--- START ---

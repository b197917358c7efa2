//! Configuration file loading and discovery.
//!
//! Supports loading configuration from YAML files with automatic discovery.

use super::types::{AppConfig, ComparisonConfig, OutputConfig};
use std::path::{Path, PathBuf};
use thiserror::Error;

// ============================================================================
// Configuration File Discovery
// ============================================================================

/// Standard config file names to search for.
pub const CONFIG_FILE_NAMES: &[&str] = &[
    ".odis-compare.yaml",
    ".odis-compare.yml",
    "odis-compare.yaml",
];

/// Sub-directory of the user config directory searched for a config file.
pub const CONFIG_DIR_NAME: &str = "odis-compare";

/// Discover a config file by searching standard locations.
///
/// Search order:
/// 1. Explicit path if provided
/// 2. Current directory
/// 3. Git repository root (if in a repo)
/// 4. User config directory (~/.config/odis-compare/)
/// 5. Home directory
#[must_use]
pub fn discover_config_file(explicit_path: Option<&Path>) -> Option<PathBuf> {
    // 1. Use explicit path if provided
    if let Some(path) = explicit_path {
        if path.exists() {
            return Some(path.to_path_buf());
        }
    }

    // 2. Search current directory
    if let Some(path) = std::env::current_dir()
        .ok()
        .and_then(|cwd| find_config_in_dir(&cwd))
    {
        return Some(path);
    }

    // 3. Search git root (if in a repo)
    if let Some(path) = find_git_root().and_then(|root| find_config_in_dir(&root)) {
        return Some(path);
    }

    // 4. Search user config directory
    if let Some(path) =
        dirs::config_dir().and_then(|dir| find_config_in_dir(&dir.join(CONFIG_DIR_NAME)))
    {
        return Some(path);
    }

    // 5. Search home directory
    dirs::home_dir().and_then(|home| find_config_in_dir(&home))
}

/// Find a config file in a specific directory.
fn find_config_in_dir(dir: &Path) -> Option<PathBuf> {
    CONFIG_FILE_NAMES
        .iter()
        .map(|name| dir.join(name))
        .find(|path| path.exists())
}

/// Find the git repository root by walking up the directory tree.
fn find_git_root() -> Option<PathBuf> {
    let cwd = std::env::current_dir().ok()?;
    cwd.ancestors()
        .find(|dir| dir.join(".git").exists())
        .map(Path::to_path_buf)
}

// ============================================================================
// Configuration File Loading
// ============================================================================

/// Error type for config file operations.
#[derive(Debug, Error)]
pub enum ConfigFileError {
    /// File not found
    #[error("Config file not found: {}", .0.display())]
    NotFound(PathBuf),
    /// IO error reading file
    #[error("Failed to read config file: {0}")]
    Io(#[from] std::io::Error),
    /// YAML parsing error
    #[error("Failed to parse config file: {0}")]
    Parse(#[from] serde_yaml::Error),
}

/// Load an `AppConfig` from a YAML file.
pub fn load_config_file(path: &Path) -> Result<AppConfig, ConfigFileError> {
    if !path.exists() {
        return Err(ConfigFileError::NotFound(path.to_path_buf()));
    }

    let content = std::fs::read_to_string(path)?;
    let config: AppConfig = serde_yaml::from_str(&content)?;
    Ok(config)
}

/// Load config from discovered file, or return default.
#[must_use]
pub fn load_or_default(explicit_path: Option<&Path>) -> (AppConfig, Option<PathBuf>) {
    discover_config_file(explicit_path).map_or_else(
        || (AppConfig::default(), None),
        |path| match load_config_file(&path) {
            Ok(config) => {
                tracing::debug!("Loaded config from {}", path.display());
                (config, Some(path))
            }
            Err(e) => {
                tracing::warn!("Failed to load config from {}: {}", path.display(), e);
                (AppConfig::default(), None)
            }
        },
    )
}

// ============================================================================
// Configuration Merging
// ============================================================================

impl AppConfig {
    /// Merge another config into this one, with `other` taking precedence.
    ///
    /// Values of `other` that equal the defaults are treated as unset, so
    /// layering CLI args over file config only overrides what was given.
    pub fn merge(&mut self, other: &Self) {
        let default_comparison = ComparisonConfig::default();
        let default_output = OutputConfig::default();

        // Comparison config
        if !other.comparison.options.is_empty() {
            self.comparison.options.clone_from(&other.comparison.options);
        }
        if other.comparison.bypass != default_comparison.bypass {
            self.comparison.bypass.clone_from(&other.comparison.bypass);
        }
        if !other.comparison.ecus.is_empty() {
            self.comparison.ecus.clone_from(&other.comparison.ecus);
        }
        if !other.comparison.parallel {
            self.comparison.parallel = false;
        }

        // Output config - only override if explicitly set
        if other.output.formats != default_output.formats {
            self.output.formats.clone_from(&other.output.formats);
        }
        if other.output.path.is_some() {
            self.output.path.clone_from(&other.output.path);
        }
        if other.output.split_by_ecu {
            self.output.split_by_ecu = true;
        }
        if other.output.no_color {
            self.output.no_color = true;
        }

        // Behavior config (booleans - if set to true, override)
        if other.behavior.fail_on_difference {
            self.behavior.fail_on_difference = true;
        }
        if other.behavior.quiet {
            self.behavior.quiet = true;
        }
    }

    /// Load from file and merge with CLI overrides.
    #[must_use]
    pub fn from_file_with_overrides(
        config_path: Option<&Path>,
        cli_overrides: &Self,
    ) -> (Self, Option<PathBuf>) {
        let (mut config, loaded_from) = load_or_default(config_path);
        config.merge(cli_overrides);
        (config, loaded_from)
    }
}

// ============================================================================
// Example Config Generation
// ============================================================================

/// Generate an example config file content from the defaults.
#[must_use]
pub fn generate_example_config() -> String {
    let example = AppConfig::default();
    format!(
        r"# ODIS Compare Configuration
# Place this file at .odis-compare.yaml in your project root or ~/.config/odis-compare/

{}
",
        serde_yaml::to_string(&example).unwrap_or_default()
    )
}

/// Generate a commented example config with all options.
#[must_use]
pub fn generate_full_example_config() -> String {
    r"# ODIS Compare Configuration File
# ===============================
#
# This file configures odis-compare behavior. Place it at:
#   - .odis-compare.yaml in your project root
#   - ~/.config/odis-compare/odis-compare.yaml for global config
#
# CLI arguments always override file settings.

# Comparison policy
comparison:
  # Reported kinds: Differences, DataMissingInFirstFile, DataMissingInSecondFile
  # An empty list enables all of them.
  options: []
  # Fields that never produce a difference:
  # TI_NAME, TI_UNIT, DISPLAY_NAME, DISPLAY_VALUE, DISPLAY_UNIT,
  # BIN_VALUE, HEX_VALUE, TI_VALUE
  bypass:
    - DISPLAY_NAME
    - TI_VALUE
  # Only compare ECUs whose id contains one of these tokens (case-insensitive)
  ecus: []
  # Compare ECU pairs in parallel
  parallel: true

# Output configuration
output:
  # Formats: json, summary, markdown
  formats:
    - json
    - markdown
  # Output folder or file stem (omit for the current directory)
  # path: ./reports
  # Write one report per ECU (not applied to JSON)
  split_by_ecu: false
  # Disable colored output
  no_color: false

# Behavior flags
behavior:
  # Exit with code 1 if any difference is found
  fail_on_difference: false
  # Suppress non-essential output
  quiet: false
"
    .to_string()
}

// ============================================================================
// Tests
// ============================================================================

--- END ---

Every record must be transcribed exactly, with no line skipped.

> **Task response**:
repository b197917358c7efa2
//! Configuration file loading and discovery.
//!
//! Supports loading configuration from YAML files with automatic discovery.

use super::types::{AppConfig, ComparisonConfig, OutputConfig};
use std::path::{Path, PathBuf};
use thiserror::Error;

// ============================================================================
// Configuration File Discovery
// ============================================================================

/// Standard config file names to search for.
pub const CONFIG_FILE_NAMES: &[&str] = &[
    ".odis-compare.yaml",
    ".odis-compare.yml",
    "odis-compare.yaml",
];

/// Sub-directory of the user config directory searched for a config file.
pub const CONFIG_DIR_NAME: &str = "odis-compare";

/// Discover a config file by searching standard locations.
///
/// Search order:
/// 1. Explicit path if provided
/// 2. Current directory
/// 3. Git repository root (if in a repo)
/// 4. User config directory (~/.config/odis-compare/)
/// 5. Home directory
#[must_use]
pub fn discover_config_file(explicit_path: Option<&Path>) -> Option<PathBuf> {
    // 1. Use explicit path if provided
    if let Some(path) = explicit_path {
        if path.exists() {
            return Some(path.to_path_buf());
        }
    }

    // 2. Search current directory
    if let Some(path) = std::env::current_dir()
        .ok()
        .and_then(|cwd| find_config_in_dir(&cwd))
    {
        return Some(path);
    }

    // 3. Search git root (if in a repo)
    if let Some(path) = find_git_root().and_then(|root| find_config_in_dir(&root)) {
        return Some(path);
    }

    // 4. Search user config directory
    if let Some(path) =
        dirs::config_dir().and_then(|dir| find_config_in_dir(&dir.join(CONFIG_DIR_NAME)))
    {
        return Some(path);
    }

    // 5. Search home directory
    dirs::home_dir().and_then(|home| find_config_in_dir(&home))
}

/// Find a config file in a specific directory.
fn find_config_in_dir(dir: &Path) -> Option<PathBuf> {
    CONFIG_FILE_NAMES
        .iter()
        .map(|name| dir.join(name))
        .find(|path| path.exists())
}

/// Find the git repository root by walking up the directory tree.
fn find_git_root() -> Option<PathBuf> {
    let cwd = std::env::current_dir().ok()?;
    cwd.ancestors()
        .find(|dir| dir.join(".git").exists())
        .map(Path::to_path_buf)
}

// ============================================================================
// Configuration File Loading
// ============================================================================

/// Error type for config file operations.
#[derive(Debug, Error)]
pub enum ConfigFileError {
    /// File not found
    #[error("Config file not found: {}", .0.display())]
    NotFound(PathBuf),
    /// IO error reading file
    #[error("Failed to read config file: {0}")]
    Io(#[from] std::io::Error),
    /// YAML parsing error
    #[error("Failed to parse config file: {0}")]
    Parse(#[from] serde_yaml::Error),
}

/// Load an `AppConfig` from a YAML file.
pub fn load_config_file(path: &Path) -> Result<AppConfig, ConfigFileError> {
    if !path.exists() {
        return Err(ConfigFileError::NotFound(path.to_path_buf()));
    }

    let content = std::fs::read_to_string(path)?;
    let config: AppConfig = serde_yaml::from_str(&content)?;
    Ok(config)
}

/// Load config from discovered file, or return default.
#[must_use]
pub fn load_or_default(explicit_path: Option<&Path>) -> (AppConfig, Option<PathBuf>) {
    discover_config_file(explicit_path).map_or_else(
        || (AppConfig::default(), None),
        |path| match load_config_file(&path) {
            Ok(config) => {
                tracing::debug!("Loaded config from {}", path.display());
                (config, Some(path))
            }
            Err(e) => {
                tracing::warn!("Failed to load config from {}: {}", path.display(), e);
                (AppConfig::default(), None)
            }
        },
    )
}

// ============================================================================
// Configuration Merging
// ============================================================================

impl AppConfig {
    /// Merge another config into this one, with `other` taking precedence.
    ///
    /// Values of `other` that equal the defaults are treated as unset, so
    /// layering CLI args over file config only overrides what was given.
    pub fn merge(&mut self, other: &Self) {
        let default_comparison = ComparisonConfig::default();
        let default_output = OutputConfig::default();

        // Comparison config
        if !other.comparison.options.is_empty() {
            self.comparison.options.clone_from(&other.comparison.options);
        }
        if other.comparison.bypass != default_comparison.bypass {
            self.comparison.bypass.clone_from(&other.comparison.bypass);
        }
        if !other.comparison.ecus.is_empty() {
            self.comparison.ecus.clone_from(&other.comparison.ecus);
        }
        if !other.comparison.parallel {
            self.comparison.parallel = false;
        }

        // Output config - only override if explicitly set
        if other.output.formats != default_output.formats {
            self.output.formats.clone_from(&other.output.formats);
        }
        if other.output.path.is_some() {
            self.output.path.clone_from(&other.output.path);
        }
        if other.output.split_by_ecu {
            self.output.split_by_ecu = true;
        }
        if other.output.no_color {
            self.output.no_color = true;
        }

        // Behavior config (booleans - if set to true, override)
        if other.behavior.fail_on_difference {
            self.behavior.fail_on_difference = true;
        }
        if other.behavior.quiet {
            self.behavior.quiet = true;
        }
    }

    /// Load from file and merge with CLI overrides.
    #[must_use]
    pub fn from_file_with_overrides(
        config_path: Option<&Path>,
        cli_overrides: &Self,
    ) -> (Self, Option<PathBuf>) {
        let (mut config, loaded_from) = load_or_default(config_path);
        config.merge(cli_overrides);
        (config, loaded_from)
    }
}

// ============================================================================
// Example Config Generation
// ============================================================================

/// Generate an example config file content from the defaults.
#[must_use]
pub fn generate_example_config() -> String {
    let example = AppConfig::default();
    format!(
        r"# ODIS Compare Configuration
# Place this file at .odis-compare.yaml in your project root or ~/.config/odis-compare/

{}
",
        serde_yaml::to_string(&example).unwrap_or_default()
    )
}

/// Generate a commented example config with all options.
#[must_use]
pub fn generate_full_example_config() -> String {
    r"# ODIS Compare Configuration File
# ===============================
#
# This file configures odis-compare behavior. Place it at:
#   - .odis-compare.yaml in your project root
#   - ~/.config/odis-compare/odis-compare.yaml for global config
#
# CLI arguments always override file settings.

# Comparison policy
comparison:
  # Reported kinds: Differences, DataMissingInFirstFile, DataMissingInSecondFile
  # An empty list enables all of them.
  options: []
  # Fields that never produce a difference:
  # TI_NAME, TI_UNIT, DISPLAY_NAME, DISPLAY_VALUE, DISPLAY_UNIT,
  # BIN_VALUE, HEX_VALUE, TI_VALUE
  bypass:
    - DISPLAY_NAME
    - TI_VALUE
  # Only compare ECUs whose id contains one of these tokens (case-insensitive)
  ecus: []
  # Compare ECU pairs in parallel
  parallel: true

# Output configuration
output:
  # Formats: json, summary, markdown
  formats:
    - json
    - markdown
  # Output folder or file stem (omit for the current directory)
  # path: ./reports
  # Write one report per ECU (not applied to JSON)
  split_by_ecu: false
  # Disable colored output
  no_color: false

# Behavior flags
behavior:
  # Exit with code 1 if any difference is found
  fail_on_difference: false
  # Suppress non-essential output
  quiet: false
"
    .to_string()
}

// ============================================================================
// Tests
// ============================================================================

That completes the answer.